During the working breaks, students still must attend class. However, for the first break, some professors decided to provide a complete recess and cancel their sessions. 

“I was pleased that we incorporated working breaks into the spring calendar because they were adopted in response to student feedback,” Dean of Students and Assistant Vice President Tom DeMarco said. “Whether students use the time to catch up, get ahead or just relax, it is a great opportunity for everyone to engage in self-care.” 

Many students were grateful for the first break and the change of pace that it brought. 

“Professors got creative with the working break, which is something that I really appreciated,” junior Ashley Stamboulian said. “Without major assignments being scheduled on these days, there were opportunities to have guest lectures and in-class activities. It proved to be a valuable respite.” 

However, the first working break was not a completely positive experience for everyone. 

“I’m a big proponent of taking breaks and avoiding burnout, so I think this was a good idea,” Professor Juanita Weaver said. “The challenge is that we have been trained not to stop, so we all have to actually intentionally embrace the pause, which from what I heard wasn’t always the situation on the part of both professors and students.

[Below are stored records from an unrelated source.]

//! Pseudo-terminal console for interactive nested processes.

use std::fs::File;
use std::io::{self, IsTerminal, Read, Write};
use std::os::fd::{AsFd, AsRawFd, OwnedFd};
use std::sync::Arc;
use std::sync::atomic::{AtomicBool, Ordering};
use std::thread::JoinHandle;

use nix::errno::Errno;
use nix::fcntl::{FcntlArg, FdFlag, fcntl};
use nix::poll::{PollFd, PollFlags, PollTimeout, poll};
use nix::pty::{Winsize, openpty};
use sharemnt_common::error::{Result, ShareMntError};

const PTMX: &str = "/dev/ptmx";

/// How long the output pump waits for data before rechecking for a stop.
const POLL_INTERVAL_MS: u16 = 50;

/// Reads allowed after a stop before the pump gives up on a busy slave.
const DRAIN_READS: usize = 64;

/// A pseudo-terminal pair bridged to the caller's stdio.
///
/// The slave end is handed to the nested process; the master end is pumped
/// to and from the caller's terminal, which is kept in raw mode until the
/// console is closed.
#[derive(Debug)]
pub struct Console {
    master: OwnedFd,
    slave: Option<OwnedFd>,
    raw_mode: bool,
    stop: Arc<AtomicBool>,
    output: Option<JoinHandle<()>>,
}

impl Console {
    /// Allocates a pseudo-terminal sized like the controlling terminal,
    /// with the slave owned by `root_uid`.
    ///
    /// # Errors
    ///
    /// Returns an error if the pair cannot be allocated or chowned.
    pub fn open(root_uid: u32) -> Result<Self> {
        let size = current_size();
        let pty = openpty(size.as_ref(), None).map_err(|e| ShareMntError::sys("openpty", e))?;
        for fd in [&pty.master, &pty.slave] {
            let _ = fcntl(fd, FcntlArg::F_SETFD(FdFlag::FD_CLOEXEC))
                .map_err(|e| ShareMntError::sys("set close-on-exec on pty", e))?;
        }
        std::os::unix::fs::fchown(&pty.slave, Some(root_uid), None)
            .map_err(|e| ShareMntError::io(PTMX, e))?;
        tracing::debug!(root_uid, "pseudo-terminal allocated");
        Ok(Self {
            master: pty.master,
            slave: Some(pty.slave),
            raw_mode: false,
            stop: Arc::new(AtomicBool::new(false)),
            output: None,
        })
    }

    /// Hands out the slave end; subsequent calls return `None`.
    pub fn take_slave(&mut self) -> Option<OwnedFd> {
        self.slave.take()
    }

    /// Returns a handle that resizes this console.
    ///
    /// # Errors
    ///
    /// Returns an error if the master cannot be duplicated.
    pub fn resizer(&self) -> Result<Resizer> {
        let master = self.master.try_clone().map_err(|e| ShareMntError::io(PTMX, e))?;
        Ok(Resizer { master })
    }

    /// Switches the caller's terminal to raw mode and starts copying bytes
    /// between it and the master end.
    ///
    /// # Errors
    ///
    /// Returns an error if raw mode cannot be enabled or the master cannot
    /// be duplicated.
    pub fn spawn_io(&mut self) -> Result<()> {
        if io::stdin().is_terminal() {
            crossterm::terminal::enable_raw_mode()
                .map_err(|e| ShareMntError::io("/dev/tty", e))?;
            self.raw_mode = true;
        }

        let mut input = File::from(self.master.try_clone().map_err(|e| ShareMntError::io(PTMX, e))?);
        let output = File::from(self.master.try_clone().map_err(|e| ShareMntError::io(PTMX, e))?);
        let stop = Arc::clone(&self.stop);

        // Blocks on stdin for the rest of the run; never joined.
        let _ = std::thread::spawn(move || {
            let _ = pump(&mut io::stdin().lock(), &mut input);
        });
        self.output = Some(std::thread::spawn(move || {
            if let Err(e) = drain(&output, &mut io::stdout().lock(), &stop) {
                tracing::debug!(error = %e, "console output stopped");
            }
        }));
        Ok(())
    }

    /// Copies output still buffered in the console, then restores the
    /// caller's terminal. Does not wait for processes still holding the
    /// slave end.
    pub fn close(&mut self) {
        self.stop.store(true, Ordering::Release);
        if let Some(output) = self.output.take() {
            let _ = output.join();
        }
        if self.raw_mode {
            if let Err(e) = crossterm::terminal::disable_raw_mode() {
                tracing::warn!(error = %e, "failed to restore terminal mode");
            }
            self.raw_mode = false;
        }
    }
}

impl Drop for Console {
    fn drop(&mut self) {
        self.close();
    }
}

/// Resizes a console to the current size of the controlling terminal.
#[derive(Debug)]
pub struct Resizer {
    master: OwnedFd,
}

impl Resizer {
    /// Copies the controlling terminal's size onto the console.
    ///
    /// # Errors
    ///
    /// Returns an error if the size cannot be applied.
    pub fn resize(&self) -> Result<()> {
        let Some(size) = current_size() else {
            return Ok(());
        };
        // SAFETY: `master` is an open pseudo-terminal master and `size`
        // outlives the call.
        let rc = unsafe { libc::ioctl(self.master.as_raw_fd(), libc::TIOCSWINSZ, &raw const size) };
        if rc < 0 {
            return Err(ShareMntError::io(PTMX, io::Error::last_os_error()));
        }
        tracing::debug!(rows = size.ws_row, cols = size.ws_col, "console resized");
        Ok(())
    }
}

fn current_size() -> Option<Winsize> {
    let (cols, rows) = crossterm::terminal::size().ok()?;
    Some(Winsize {
        ws_row: rows,
        ws_col: cols,
        ws_xpixel: 0,
        ws_ypixel: 0,
    })
}

/// Copies bytes until end of stream. `EIO` on a master whose slave has
/// been closed by every holder counts as end of stream.
fn pump(from: &mut impl Read, to: &mut impl Write) -> io::Result<u64> {
    let mut buf = [0_u8; 4096];
    let mut total = 0_u64;
    loop {
        let n = match from.read(&mut buf) {
            Ok(0) => return Ok(total),
            Ok(n) => n,
            Err(e) if e.kind() == io::ErrorKind::Interrupted => continue,
            Err(e) if e.raw_os_error() == Some(libc::EIO) => return Ok(total),
            Err(e) => return Err(e),
        };
        to.write_all(&buf[..n])?;
        to.flush()?;
        total += n as u64;
    }
}

/// Copies master output until every slave holder hangs up or `stop` is
/// raised. After a stop only output that is already buffered is copied.
fn drain(from: &File, to: &mut impl Write, stop: &AtomicBool) -> io::Result<u64> {
    let mut buf = [0_u8; 4096];
    let mut total = 0_u64;
    let mut after_stop = 0_usize;
    loop {
        let stopping = stop.load(Ordering::Acquire);
        if stopping {
            if after_stop == DRAIN_READS {
                return Ok(total);
            }
            after_stop += 1;
        }
        let timeout = if stopping {
            PollTimeout::ZERO
        } else {
            PollTimeout::from(POLL_INTERVAL_MS)
        };
        let mut fds = [PollFd::new(from.as_fd(), PollFlags::POLLIN)];
        match poll(&mut fds, timeout) {
            Ok(0) if stopping => return Ok(total),
            Ok(0) | Err(Errno::EINTR) => continue,
            Ok(_) => {}
            Err(e) => return Err(e.into()),
        }
        let n = match (&*from).read(&mut buf) {
            Ok(0) => return Ok(total),
            Ok(n) => n,
            Err(e) if e.kind() == io::ErrorKind::Interrupted => continue,
            Err(e) if e.raw_os_error() == Some(libc::EIO) => return Ok(total),
            Err(e) => return Err(e),
        };
        to.write_all(&buf[..n])?;
        to.flush()?;
        total += n as u64;
    }
}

Professors have to lead by example.” 

Most people are in agreement that the ‘working break’ idea is a good one. The frustration comes in when professors do not honor the intent of the days. Some professors just changed around the syllabus to increase the number of assignments due on other days.

“I completely agree with the University that a break of some kind is both necessary and important for Villanova students,” sophomore Kirsten Damore said. “However, I do not believe that the working break was taken as seriously as it should have been by some professors. Many professors still posted asynchronous lectures and assigned work for Friday, forcing us to dedicate our working break to doing work, defeating the purpose.”

The second and final working break of the semester is scheduled for March 16 and 17.